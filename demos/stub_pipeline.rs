use chrono::{Duration, NaiveDate};
use hosted_forecast::align::align;
use hosted_forecast::client::{
    CredentialSource, Credentials, ForecastService, HttpForecastService, NaiveForecastService,
};
use hosted_forecast::data::{LoadOptions, SeriesLoader};
use hosted_forecast::request::ForecastConfig;
use hosted_forecast::window::extract_windows;
use polars::prelude::*;

fn main() -> Result<(), Box<dyn std::error::Error>> {
    println!("Hosted Forecast: Stub Pipeline Example");
    println!("======================================\n");

    // Create sample data
    println!("Creating sample hourly data...");
    let series = create_sample_series(2000)?;
    println!("Sample series created: {} hourly points\n", series.len());

    // Extract paired context/future windows at two start offsets
    println!("Extracting windows...");
    let windows = extract_windows(&series, &[400, 1200], 512, 20)?;
    for pair in windows.iter() {
        println!(
            "  {}: {} context rows, {} future rows",
            pair.context.id(),
            pair.context.len(),
            pair.future.len()
        );
    }
    println!();

    // Describe the forecast request
    let config = ForecastConfig::new(
        "unique_id",
        "timestamp",
        vec!["consumption".to_string()],
        "h",
        20,
    )?;

    // Use the hosted service when credentials are present, the in-process
    // stub otherwise
    let source = CredentialSource::default();
    let forecast = match Credentials::resolve(&source) {
        Ok(credentials) => {
            println!("Calling hosted service at {}...", credentials.base_url);
            let service =
                HttpForecastService::new(credentials, std::time::Duration::from_secs(30));
            service.forecast(&windows.context_rows()?, &config)?
        }
        Err(_) => {
            println!("No credentials found, using the in-process stub...");
            let service = NaiveForecastService::with_noise(5.0);
            service.forecast(&windows.context_rows()?, &config)?
        }
    };
    println!("Received {} predicted rows\n", forecast.len());

    // Reconcile predictions with ground truth
    let aligned = align(&windows, &forecast, 128)?;

    for (id, result) in &aligned {
        println!(
            "{}: {} ground-truth rows, {} predicted rows",
            id,
            result.truth.len(),
            result.predicted.len()
        );
        println!("{}", result.accuracy("consumption")?);
    }

    // Export one aligned pair for rendering
    let out_path = std::env::temp_dir().join("aligned_forecast.csv");
    let file = std::fs::File::create(&out_path)?;
    aligned
        .values()
        .next()
        .expect("at least one aligned identifier")
        .write_csv(file, "consumption")?;
    println!("Aligned series written to {}", out_path.display());

    Ok(())
}

// An hourly consumption-like series with a daily cycle and noise-free drift
fn create_sample_series(n: usize) -> hosted_forecast::Result<hosted_forecast::SeriesData> {
    let start = NaiveDate::from_ymd_opt(2016, 7, 1).unwrap().and_hms_opt(0, 0, 0).unwrap();

    let timestamps: Vec<String> = (0..n)
        .map(|i| {
            (start + Duration::hours(i as i64))
                .format("%Y-%m-%dT%H:%M:%S")
                .to_string()
        })
        .collect();
    let values: Vec<f64> = (0..n)
        .map(|i| {
            let hour = (i % 24) as f64;
            600.0 + 80.0 * (hour * std::f64::consts::PI / 12.0).sin() + i as f64 * 0.01
        })
        .collect();

    let df = DataFrame::new(vec![
        Series::new("date", timestamps),
        Series::new("consumption", values),
    ])?;

    SeriesLoader::from_dataframe(df, &LoadOptions::new("date", vec!["consumption".to_string()]))
}
//! Context/future window extraction from a loaded series

use crate::data::{column_as_f64, utf8_column, SeriesData};
use crate::error::{ForecastError, Result};
use crate::request::ForecastRow;
use polars::prelude::*;
use std::collections::{BTreeMap, HashMap, HashSet};

/// A contiguous, fixed-length slice of a series tagged with an identifier
#[derive(Debug, Clone)]
pub struct Window {
    id: String,
    frame: DataFrame,
    timestamp_column: String,
    target_columns: Vec<String>,
}

impl Window {
    /// Get the window identifier
    pub fn id(&self) -> &str {
        &self.id
    }

    /// Get the window rows as a DataFrame
    pub fn frame(&self) -> &DataFrame {
        &self.frame
    }

    /// Get the number of rows in the window
    pub fn len(&self) -> usize {
        self.frame.height()
    }

    /// Check if the window is empty
    pub fn is_empty(&self) -> bool {
        self.frame.height() == 0
    }

    /// Get the window timestamps in row order
    pub fn timestamps(&self) -> Result<Vec<String>> {
        utf8_column(&self.frame, &self.timestamp_column)
    }

    /// Flatten the window into identifier-tagged rows, in row order
    pub fn rows(&self) -> Result<Vec<ForecastRow>> {
        let timestamps = self.timestamps()?;

        let mut columns = Vec::with_capacity(self.target_columns.len());
        for target in &self.target_columns {
            columns.push((target.clone(), column_as_f64(&self.frame, target)?));
        }

        let rows = timestamps
            .into_iter()
            .enumerate()
            .map(|(i, timestamp)| {
                let values: BTreeMap<String, f64> = columns
                    .iter()
                    .map(|(name, values)| (name.clone(), values[i]))
                    .collect();

                ForecastRow {
                    id: self.id.clone(),
                    timestamp,
                    values,
                }
            })
            .collect();

        Ok(rows)
    }
}

/// A (context, future) window pair drawn at one start offset
#[derive(Debug, Clone)]
pub struct WindowPair {
    /// Historical slice fed to the forecaster
    pub context: Window,
    /// Ground-truth slice immediately following the context
    pub future: Window,
}

/// Identifier-keyed window pairs, one per requested start offset
///
/// Lookup is by identifier; iteration and the combined request table
/// preserve the order the offsets were given in.
#[derive(Debug, Clone)]
pub struct WindowSet {
    pairs: HashMap<String, WindowPair>,
    order: Vec<String>,
}

impl WindowSet {
    /// Get the number of window pairs
    pub fn len(&self) -> usize {
        self.pairs.len()
    }

    /// Check if the set is empty
    pub fn is_empty(&self) -> bool {
        self.pairs.is_empty()
    }

    /// Get the identifiers in offset order
    pub fn ids(&self) -> &[String] {
        &self.order
    }

    /// Look up a window pair by identifier
    pub fn get(&self, id: &str) -> Option<&WindowPair> {
        self.pairs.get(id)
    }

    /// Iterate the window pairs in offset order
    pub fn iter(&self) -> impl Iterator<Item = &WindowPair> {
        self.order.iter().map(|id| &self.pairs[id])
    }

    /// Flatten every context window into rows, in offset order
    pub fn context_rows(&self) -> Result<Vec<ForecastRow>> {
        let mut rows = Vec::new();
        for pair in self.iter() {
            rows.extend(pair.context.rows()?);
        }

        Ok(rows)
    }

    /// Flatten every future window into rows, in offset order
    pub fn future_rows(&self) -> Result<Vec<ForecastRow>> {
        let mut rows = Vec::new();
        for pair in self.iter() {
            rows.extend(pair.future.rows()?);
        }

        Ok(rows)
    }

    /// Build the combined context table, identifier column included
    pub fn context_frame(&self, id_column: &str) -> Result<DataFrame> {
        let mut combined: Option<DataFrame> = None;

        for pair in self.iter() {
            let mut frame = pair.context.frame.clone();
            let ids = vec![pair.context.id.clone(); frame.height()];
            frame.with_column(Series::new(id_column, ids))?;

            combined = Some(match combined {
                Some(acc) => acc.vstack(&frame)?,
                None => frame,
            });
        }

        combined.ok_or_else(|| ForecastError::Range("No windows extracted".to_string()))
    }
}

/// Extract (context, future) window pairs at the given start offsets
///
/// For each offset `o` the context window covers rows `[o, o + context_length)`
/// and the future window the `prediction_length` rows after it; both are
/// tagged `id_<o>`. Every offset must fit entirely inside the series.
pub fn extract_windows(
    series: &SeriesData,
    start_offsets: &[usize],
    context_length: usize,
    prediction_length: usize,
) -> Result<WindowSet> {
    if context_length == 0 || prediction_length == 0 {
        return Err(ForecastError::Config(
            "Context and prediction lengths must be positive".to_string(),
        ));
    }

    let mut pairs = HashMap::with_capacity(start_offsets.len());
    let mut order = Vec::with_capacity(start_offsets.len());
    let mut seen = HashSet::new();

    for &offset in start_offsets {
        let end = offset + context_length + prediction_length;
        if end > series.len() {
            return Err(ForecastError::Range(format!(
                "Start offset {} out of bounds: rows [{}, {}) requested but series has {}",
                offset,
                offset,
                end,
                series.len()
            )));
        }

        if !seen.insert(offset) {
            return Err(ForecastError::Range(format!(
                "Duplicate start offset {}",
                offset
            )));
        }

        let id = format!("id_{}", offset);
        let context = window_at(series, &id, offset, context_length);
        let future = window_at(series, &id, offset + context_length, prediction_length);

        pairs.insert(id.clone(), WindowPair { context, future });
        order.push(id);
    }

    Ok(WindowSet { pairs, order })
}

fn window_at(series: &SeriesData, id: &str, start: usize, length: usize) -> Window {
    Window {
        id: id.to_string(),
        frame: series.slice(start, length).dataframe().clone(),
        timestamp_column: series.timestamp_column().to_string(),
        target_columns: series.target_columns().to_vec(),
    }
}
=-=-=-=-=
__Action item__. Reproduce verbatim only the segment of the listing bounded by the line containing "utf8_column(&self.frame, &self.timestamp_column)" and the line containing "for target in", with both boundary lines included.

__Result below__.
        utf8_column(&self.frame, &self.timestamp_column)
    }

    /// Flatten the window into identifier-tagged rows, in row order
    pub fn rows(&self) -> Result<Vec<ForecastRow>> {
        let timestamps = self.timestamps()?;

        let mut columns = Vec::with_capacity(self.target_columns.len());
        for target in &self.target_columns {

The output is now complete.